Morgan Stanley
  • Wealth Management
  • Jan 23, 2020

China Trade Deal May Not Add Fuel to U.S. Markets

China and emerging markets are likely to be the biggest beneficiaries of the Phase 1 trade deal.

Ink has now dried on the Phase 1 trade deal with China, but investors who expect the removal of uncertainty to fuel additional U.S. growth may be disappointed. 

Markets ran up ahead of the signing, and investor enthusiasm remains strong, but I don’t expect the deal to provide much lift to the U.S. economy. Instead, the deal, plus global central bank easing, should propel a recovery in international trade and manufacturing that was already underway. Those improvements may have largely been priced into U.S. stocks at this point while China and emerging markets are likely to be the main beneficiaries of future trade-related growth.

Below are three reasons we don’t see the deal contributing to much additional upside for U.S. stocks:

  • China’s targets for U.S. imports seem ambitious. One reason investors have been excited about Phase 1 of the deal is that it calls for China to increase its imports of U.S. goods by $200 billion. However, when our analysts drill down into industry targets, we find that many of them seem unrealistic and enforcement mechanisms are limited.
  • Existing China tariffs remain in place and U.S. policy makers could potentially seek more in Europe. The costs of tariffs are typically passed onto U.S. consumers, creating headwinds to economic growth. Remaining Chinese tariffs slow U.S. GDP growth by about half a percentage point, the Federal Reserve estimates. Our strategists believe an additional headwind from trade is possible this year coming from escalating trade tensions with Europe, now that U.S. policymakers seem to see tariffs as an effective tool.
  • This phase of the China trade deal doesn’t resolve uncertainty around issues that may be inhibiting capital spending. The key issues with China that seem to most concern CEOs involve intellectual property and technology, and those discussions have been pushed off to the next phase of trade talks. That’s a big reason we remain skeptical that this will stimulate much additional capital investment.

The main impact of the trade deal, in my view, has been to put further escalation of trade tensions with China on hold for the next six-to-nine months. That, plus the stimulus added by global central banks, should support a global economic recovery, which is already underway.

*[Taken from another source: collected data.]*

//! Custom deny actions
//!
//! A custom deny replaces the default deny response with a redirect or a
//! custom page. Ids look like `deny_custom_622918` but older configurations
//! report bare numbers, so the id always decodes into a string.

use serde::{Deserialize, Serialize};
use serde_json::Value;
use validator::Validate;

use super::errors::Result;
use super::filter::retain_matching;
use super::flex;
use super::json_payload;
use super::operation::Call;
use super::{segment, Appsec, BASE_PATH};
use crate::session::Transport;

#[derive(Debug, Clone, Default, PartialEq, Serialize, Deserialize)]
pub struct CustomDenyParameter {
    #[serde(default)]
    pub name: String,
    #[serde(default)]
    pub value: String,
}

#[derive(Debug, Clone, Default, PartialEq, Serialize, Deserialize)]
pub struct CustomDeny {
    #[serde(default, deserialize_with = "flex::custom_deny_id")]
    pub id: String,
    #[serde(default)]
    pub name: String,
    #[serde(default, skip_serializing_if = "String::is_empty")]
    pub description: String,
    #[serde(default)]
    pub parameters: Vec<CustomDenyParameter>,
}

#[derive(Debug, Clone, Default, Validate)]
pub struct GetCustomDenyListRequest {
    #[validate(range(min = 1))]
    pub config_id: i64,
    #[validate(range(min = 1))]
    pub version: i64,
    /// Keep only the custom deny with this id
    pub id: String,
}

#[derive(Debug, Clone, Default, PartialEq, Serialize, Deserialize)]
#[serde(rename_all = "camelCase")]
pub struct GetCustomDenyListResponse {
    #[serde(default)]
    pub custom_deny_list: Vec<CustomDeny>,
}

#[derive(Debug, Clone, Default, Validate)]
pub struct GetCustomDenyRequest {
    #[validate(range(min = 1))]
    pub config_id: i64,
    #[validate(range(min = 1))]
    pub version: i64,
    #[validate(length(min = 1))]
    pub id: String,
}

pub type GetCustomDenyResponse = CustomDeny;

#[derive(Debug, Clone, Default, Validate)]
pub struct CreateCustomDenyRequest {
    #[validate(range(min = 1))]
    pub config_id: i64,
    #[validate(range(min = 1))]
    pub version: i64,
    #[validate(custom(function = "json_payload"))]
    pub json_payload: Value,
}

pub type CreateCustomDenyResponse = CustomDeny;

#[derive(Debug, Clone, Default, Validate)]
pub struct UpdateCustomDenyRequest {
    #[validate(range(min = 1))]
    pub config_id: i64,
    #[validate(range(min = 1))]
    pub version: i64,
    #[validate(length(min = 1))]
    pub id: String,
    #[validate(custom(function = "json_payload"))]
    pub json_payload: Value,
}

pub type UpdateCustomDenyResponse = CustomDeny;

#[derive(Debug, Clone, Default, Validate)]
pub struct RemoveCustomDenyRequest {
    #[validate(range(min = 1))]
    pub config_id: i64,
    #[validate(range(min = 1))]
    pub version: i64,
    #[validate(length(min = 1))]
    pub id: String,
}

fn custom_deny_path(config_id: i64, version: i64) -> String {
    format!(
        "{}/configs/{}/versions/{}/custom-deny",
        BASE_PATH, config_id, version
    )
}

impl<T: Transport> Appsec<T> {
    pub async fn get_custom_deny_list(
        &self,
        params: &GetCustomDenyListRequest,
    ) -> Result<GetCustomDenyListResponse> {
        let path = custom_deny_path(params.config_id, params.version);

        let mut response: GetCustomDenyListResponse = self
            .execute(Call::get("GetCustomDenyList", path).validate(params))
            .await?;

        response.custom_deny_list = retain_matching(response.custom_deny_list, &params.id, |d| &d.id);
        Ok(response)
    }

    pub async fn get_custom_deny(&self, params: &GetCustomDenyRequest) -> Result<GetCustomDenyResponse> {
        let path = format!(
            "{}/{}",
            custom_deny_path(params.config_id, params.version),
            segment(&params.id)
        );
        self.execute(Call::get("GetCustomDeny", path).validate(params))
            .await
    }

    pub async fn create_custom_deny(
        &self,
        params: &CreateCustomDenyRequest,
    ) -> Result<CreateCustomDenyResponse> {
        let path = custom_deny_path(params.config_id, params.version);
        self.execute(
            Call::post("CreateCustomDeny", path)
                .validate(params)
                .json(&params.json_payload),
        )
        .await
    }

    pub async fn update_custom_deny(
        &self,
        params: &UpdateCustomDenyRequest,
    ) -> Result<UpdateCustomDenyResponse> {
        let path = format!(
            "{}/{}",
            custom_deny_path(params.config_id, params.version),
            segment(&params.id)
        );
        self.execute(
            Call::put("UpdateCustomDeny", path)
                .validate(params)
                .json(&params.json_payload),
        )
        .await
    }

    pub async fn remove_custom_deny(&self, params: &RemoveCustomDenyRequest) -> Result<()> {
        let path = format!(
            "{}/{}",
            custom_deny_path(params.config_id, params.version),
            segment(&params.id)
        );
        self.execute::<serde::de::IgnoredAny>(
            Call::delete("RemoveCustomDeny", path).validate(params),
        )
        .await?;
        Ok(())
    }
}

#[cfg(test)]
mod tests {
    use super::*;
    use crate::appsec::testing::*;
    use reqwest::{Method, StatusCode};
    use serde_json::json;

    fn deny_list() -> Value {
        json!({"customDenyList": [
            {"id": "deny_custom_622918", "name": "Custom page",
             "parameters": [{"name": "response_status_code", "value": "403"}]},
            {"id": 54994, "name": "Legacy redirect",
             "parameters": [{"name": "prevent_browser_cache", "value": "true"}]}
        ]})
    }

    #[tokio::test]
    async fn test_get_custom_deny_list_mixed_ids() {
        let client = client_expecting(
            Method::GET,
            "/appsec/v1/configs/43253/versions/7/custom-deny",
            StatusCode::OK,
            deny_list(),
        );

        let result = client
            .get_custom_deny_list(&GetCustomDenyListRequest {
                config_id: 43253,
                version: 7,
                id: String::new(),
            })
            .await
            .unwrap();

        assert_eq!(result.custom_deny_list.len(), 2);
        assert_eq!(result.custom_deny_list[1].id, "54994");
    }

    #[tokio::test]
    async fn test_get_custom_deny_list_filtered() {
        let client = client_expecting(
            Method::GET,
            "/appsec/v1/configs/43253/versions/7/custom-deny",
            StatusCode::OK,
            deny_list(),
        );

        let result = client
            .get_custom_deny_list(&GetCustomDenyListRequest {
                config_id: 43253,
                version: 7,
                id: "deny_custom_622918".into(),
            })
            .await
            .unwrap();

        assert_eq!(result.custom_deny_list.len(), 1);
        assert_eq!(result.custom_deny_list[0].parameters[0].value, "403");
    }

    #[tokio::test]
    async fn test_get_custom_deny() {
        let client = client_expecting(
            Method::GET,
            "/appsec/v1/configs/43253/versions/7/custom-deny/deny_custom_622918",
            StatusCode::OK,
            json!({"id": "deny_custom_622918", "name": "Custom page", "parameters": []}),
        );

        let deny = client
            .get_custom_deny(&GetCustomDenyRequest {
                config_id: 43253,
                version: 7,
                id: "deny_custom_622918".into(),
            })
            .await
            .unwrap();
        assert_eq!(deny.name, "Custom page");
    }

    #[tokio::test]
    async fn test_update_custom_deny_api_error() {
        let client = client_expecting(
            Method::PUT,
            "/appsec/v1/configs/43253/versions/7/custom-deny/deny_custom_622918",
            StatusCode::INTERNAL_SERVER_ERROR,
            json!({
                "type": "internal_error",
                "title": "Internal Server Error",
                "detail": "Error creating CustomDeny"
            }),
        );

        let err = client
            .update_custom_deny(&UpdateCustomDenyRequest {
                config_id: 43253,
                version: 7,
                id: "deny_custom_622918".into(),
                json_payload: json!({"name": "Custom page"}),
            })
            .await
            .unwrap_err();

        let api = err.api().unwrap();
        assert_eq!(api.error_type, "internal_error");
        assert_eq!(api.status_code, 500);
    }

    #[tokio::test]
    async fn test_create_custom_deny_requires_payload() {
        let err = client_never_called()
            .create_custom_deny(&CreateCustomDenyRequest {
                config_id: 43253,
                version: 7,
                json_payload: Value::Null,
            })
            .await
            .unwrap_err();
        assert!(err.validation().unwrap().field_errors().contains_key("json_payload"));
    }

    #[tokio::test]
    async fn test_remove_custom_deny() {
        let client = client_expecting(
            Method::DELETE,
            "/appsec/v1/configs/43253/versions/7/custom-deny/deny_custom_622918",
            StatusCode::OK,
            Value::Null,
        );
        client
            .remove_custom_deny(&RemoveCustomDenyRequest {
                config_id: 43253,
                version: 7,
                id: "deny_custom_622918".into(),
            })
            .await
            .unwrap();
    }
}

In China and most emerging market countries, trade is a bigger part of GDP than in the U.S. That makes those economies more leveraged to improvements in global trade than the U.S. and bolsters the case in our 2020 investment outlook that this is a good year to emphasize non-U.S. stocks.

I suggest investors look to reinvest some of their profits from U.S. growth stocks and index funds into non-U.S. equities. Many large-cap U.S. growth stocks currently have high valuations and may be vulnerable if economic or earnings growth disappoints. Consider emphasizing emerging markets, which may be the biggest beneficiaries of improving global growth and easing trade tensions.